1977 English TV series

The Secret War is a six-part television series that was produced by the BBC in conjunction with the Imperial War Museum (IWM) that documented secret technical developments during the Second World War. It first aired during 1977 and was presented by William Woollard, drawing on the first-hand recollections of participants from both sides. The principal interviewee was R. V. Jones, whose autobiography informed much of the research before its publication.

==Episodes==
===Episode 1: "The Battle of the Beams" (5 January 1977)===
This episode documented how British intelligence became aware of Luftwaffe navigation beams, such as Knickebein, X Gerät and Y Gerät and the countermeasures developed to combat them in what became known as the Battle of the Beams. It is largely based on the book Most Secret War, which was written by Jones, who appears in the series. The episode contains rare footage of The Blitz including the Coventry Blitz. Interviewees include Albert Speer, Sir Robert Cockburn and Air vice-marshal Edward Addison.

===Episode 2: "To See for a Hundred Miles" (12 January 1977)===
This episode covers the development of radar from its first discovery to the creation of the Chain Home system in time for the Battle of Britain and the development of the cavity magnetron. The episode explains how British intelligence learnt of German radar developments, including the Freya and Würzburg radar systems. Operation Biting (the Bruneval Raid) to capture a Würzburg system is described. It also contains details of the RAF Bomber offensive electronic warfare with the Luftwaffe that used devices such as Window, Gee, Oboe, H2S and airborne interception (AI) radar. It features interviews and demonstrations with Jones, Arnold Wilkins, John Randall and Harry Boot, Bernard Lovell, Donald Bennett, Richard Philipp and others. Speer also appears and talks about the Bombing of Hamburg.

===Episode 3: "Terror Weapons" (19 January 1977)===
This episode uncovers the development of Adolf Hitler's vengeance weapons, how British authorities became aware of the menace and what actions were taken to prevent or to delay their use. It features rare footage of the V-1 flying bomb, the V-2 missile and Operation Hydra, the bombing of Peenemünde and details of Operation Most III, along with interviews featuring Jones, Duncan Sandys, Albert Speer, Constance Babington Smith, Roland Beamont, Janusz Groszkowski and Raymond Baxter.
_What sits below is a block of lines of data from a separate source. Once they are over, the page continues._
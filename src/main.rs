use std::sync::Arc;

use anyhow::{bail, Context};
use tracing_subscriber::EnvFilter;

use newsdesk::feed::NewsApiClient;
use newsdesk::models::{Article, Comment};
use newsdesk::social::{Session, SqliteSocialStore};
use newsdesk::{AppError, Config, Reconciler};

const WIDTH: usize = 80;

enum Command {
    Headlines,
    Search(String),
    Show(String),
    Comments(String),
    Comment(String, String),
    Like(String),
    Bookmark(String),
    Bookmarks,
    Topics,
    Authors,
}

impl Command {
    fn parse(args: &[String]) -> anyhow::Result<Self> {
        let rest = |from: usize| args[from..].join(" ");
        let id = |name: &str| -> anyhow::Result<String> {
            args.get(1)
                .cloned()
                .with_context(|| format!("usage: newsdesk {} <article-id>", name))
        };
        let text = |name: &str, from: usize, what: &str| -> anyhow::Result<String> {
            let joined = rest(from.min(args.len()));
            if joined.trim().is_empty() {
                bail!("usage: newsdesk {} {}", name, what);
            }
            Ok(joined)
        };

        let command = match args.first().map(String::as_str) {
            None | Some("headlines") => Command::Headlines,
            Some("search") => Command::Search(text("search", 1, "<text>")?),
            Some("show") => Command::Show(id("show")?),
            Some("comments") => Command::Comments(id("comments")?),
            Some("comment") => Command::Comment(
                id("comment")?,
                text("comment", 2, "<article-id> <text>")?,
            ),
            Some("like") => Command::Like(id("like")?),
            Some("bookmark") => Command::Bookmark(id("bookmark")?),
            Some("bookmarks") => Command::Bookmarks,
            Some("topics") => Command::Topics,
            Some("authors") => Command::Authors,
            Some(other) => bail!(
                "unknown command {:?}\nusage: newsdesk [headlines | search <text> | show <id> | comments <id> | comment <id> <text> | like <id> | bookmark <id> | bookmarks | topics | authors]",
                other
            ),
        };
        Ok(command)
    }
}

fn print_article(index: usize, article: &Article) {
    println!("{:>2}. {}", index + 1, article.title);
    println!("    [{}] {}", article.id, article.source_name());
    if let Some(text) = article.description.as_deref().or(article.content_text.as_deref()) {
        let options = textwrap::Options::new(WIDTH)
            .initial_indent("    ")
            .subsequent_indent("    ");
        println!("{}", textwrap::fill(text, options));
    }
}

fn print_comments(comments: &[Comment]) {
    if comments.is_empty() {
        println!("No comments yet.");
    }
    for comment in comments {
        println!("{}:", comment.author_name);
        let options = textwrap::Options::new(WIDTH)
            .initial_indent("  ")
            .subsequent_indent("  ");
        println!("{}", textwrap::fill(&comment.content, options));
    }
}

async fn find_loaded(reconciler: &Reconciler, id: &str) -> anyhow::Result<Article> {
    if let Err(e) = reconciler.load_news().await {
        eprintln!("warning: {}", e);
    }
    reconciler
        .state()
        .loaded_articles()
        .into_iter()
        .find(|a| a.id == id)
        .with_context(|| format!("no loaded article with id {}", id))
}

async fn run(reconciler: &Reconciler, command: Command) -> anyhow::Result<()> {
    match command {
        Command::Headlines => {
            if let Err(e) = reconciler.load_news().await {
                eprintln!("warning: {} (showing sample articles)", e);
            }
            let state = reconciler.state();
            println!("== Trending ==");
            for (i, article) in state.trending.get().iter().enumerate() {
                print_article(i, article);
            }
            println!("\n== Latest ==");
            for (i, article) in state.latest.get().iter().enumerate() {
                print_article(i, article);
            }
        }
        Command::Search(text) => {
            if let Err(e) = reconciler.load_news().await {
                eprintln!("warning: {}", e);
            }
            let results = reconciler.search_articles(&text).await;
            if results.is_empty() {
                println!("Nothing matches {:?}.", text);
            }
            for (i, article) in results.iter().enumerate() {
                print_article(i, article);
            }
        }
        Command::Show(id) => {
            let article = find_loaded(reconciler, &id).await?;
            reconciler.select_article(article.clone()).await;
            let state = reconciler.state();
            print_article(0, &article);
            println!(
                "    {} likes{} | {} comments{}",
                state.article_like_count.get(),
                if state.is_article_liked.get() { " (you)" } else { "" },
                state.article_comment_count.get(),
                if state.is_article_bookmarked.get() { " | bookmarked" } else { "" },
            );
        }
        Command::Comments(id) => {
            let comments = reconciler.load_comments_for_article(&id).await?;
            print_comments(&comments);
        }
        Command::Comment(id, text) => {
            reconciler.add_comment(&id, &text).await?;
            print_comments(&reconciler.state().comments.get());
        }
        Command::Like(id) => {
            let liked = reconciler.toggle_like(&id).await?;
            println!("{} {}", if liked { "Liked" } else { "Unliked" }, id);
        }
        Command::Bookmark(id) => {
            let bookmarked = reconciler.toggle_bookmark(&id).await?;
            println!(
                "{} {}",
                if bookmarked { "Bookmarked" } else { "Removed bookmark" },
                id
            );
        }
        Command::Bookmarks => {
            if let Err(e) = reconciler.load_news().await {
                eprintln!("warning: {}", e);
            }
            let bookmarked = reconciler.state().bookmarked_articles.get();
            if bookmarked.is_empty() {
                println!("No bookmarked articles among today's headlines.");
            }
            for (i, article) in bookmarked.iter().enumerate() {
                print_article(i, article);
            }
        }
        Command::Topics => {
            reconciler.load_topics().await;
            for topic in reconciler.state().topics.get() {
                println!(
                    "{:>3}. {} - {}",
                    topic.id,
                    topic.name,
                    topic.description.unwrap_or_default()
                );
            }
        }
        Command::Authors => {
            reconciler.load_authors().await;
            for author in reconciler.state().authors.get() {
                println!(
                    "{} ({} followers)",
                    author.name,
                    author.followers.unwrap_or_else(|| "?".to_string())
                );
            }
        }
    }
    Ok(())
}

#[tokio::main]
async fn main() -> anyhow::Result<()> {
    tracing_subscriber::fmt()
        .with_env_filter(
            EnvFilter::try_from_default_env().unwrap_or_else(|_| EnvFilter::new("warn")),
        )
        .with_writer(std::io::stderr)
        .init();

    let args: Vec<String> = std::env::args().skip(1).collect();
    let command = Command::parse(&args)?;

    let config = Config::load().context("loading config")?;
    if config.api_key.is_none() {
        tracing::warn!("No API key configured; set NEWSAPI_KEY or api_key in {:?}", Config::config_path());
    }

    let session = Session::new();
    if let Some(uid) = &config.user_id {
        session.sign_in(uid, config.user_email.as_deref());
    }

    let api = Arc::new(NewsApiClient::new(&config)?);
    let store = Arc::new(
        SqliteSocialStore::open(&config.db_path, session)
            .await
            .with_context(|| format!("opening {}", config.db_path))?,
    );
    let reconciler = Reconciler::new(api, store, &config);

    let result = run(&reconciler, command).await;
    if let Err(e) = &result {
        if e.downcast_ref::<AppError>().is_some_and(AppError::is_auth_required) {
            eprintln!(
                "Set user_id in {:?} or export NEWSDESK_USER to sign in.",
                Config::config_path()
            );
        }
    }
    result
}

#[cfg(test)]
mod tests {
    use super::*;

    fn parse(line: &str) -> anyhow::Result<Command> {
        let args: Vec<String> = line.split_whitespace().map(str::to_string).collect();
        Command::parse(&args)
    }

    #[test]
    fn test_parse_commands() {
        assert!(matches!(parse("").unwrap(), Command::Headlines));
        assert!(matches!(parse("search rust news").unwrap(), Command::Search(q) if q == "rust news"));
        assert!(matches!(
            parse("comment a1 nice piece").unwrap(),
            Command::Comment(id, text) if id == "a1" && text == "nice piece"
        ));
    }

    #[test]
    fn test_missing_text_is_a_usage_error() {
        let err = parse("search").err().unwrap().to_string();
        assert_eq!(err, "usage: newsdesk search <text>");

        let err = parse("comment a1").err().unwrap().to_string();
        assert_eq!(err, "usage: newsdesk comment <article-id> <text>");

        let err = parse("comment").err().unwrap().to_string();
        assert_eq!(err, "usage: newsdesk comment <article-id>");

        let err = parse("like").err().unwrap().to_string();
        assert!(err.starts_with("usage:"));
    }

    #[test]
    fn test_unknown_command() {
        let err = parse("frobnicate").err().unwrap().to_string();
        assert!(err.starts_with("unknown command"));
    }
}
===Episode 4: "The Deadly Waves" (26 January 1977)===
This episode examines the magnetic mine and the countermeasures developed to overcome it, including degaussing and features an interview with Lieutenant Commander John Ouvry from HMS Vernon, who defuzed the first intact German magnetic mine recovered by the Allies, on the sands at Shoeburyness in Essex. The mine that he recovered was featured in a re-enactment for the episode. It also contains interviews with Commander John Ouvry, Captain Roger Lewis, Sir Charles Goodeve, Sir Edward Bullard and Donald Henley.

===Episode 5: "If" (2 February 1977)===
This episode shows certain inventions that never became operational or whose deployment was significantly delayed, leaving one to imagine what could have happened "if" certain developments had achieved widespread use. The programme features many inventions such as the Messerschmitt Me 321 and Messerschmitt Me 323; various contraptions intended to help the Invasion of Normandy, including the Panjandrum and Operation Pluto; the Bachstelze autogyro; early helicopters, British and German bouncing bomb developments; the Henschel Hs 293, the Messerschmitt Me 163 and jet aircraft developments such as the Gloster E.28/39, Messerschmitt Me 262 and Gloster Meteor. Interviewees include Hanna Reitsch, Adolf Galland, Frank Whittle, Stanley Hooker, Constance Babington Smith and Albert Speer.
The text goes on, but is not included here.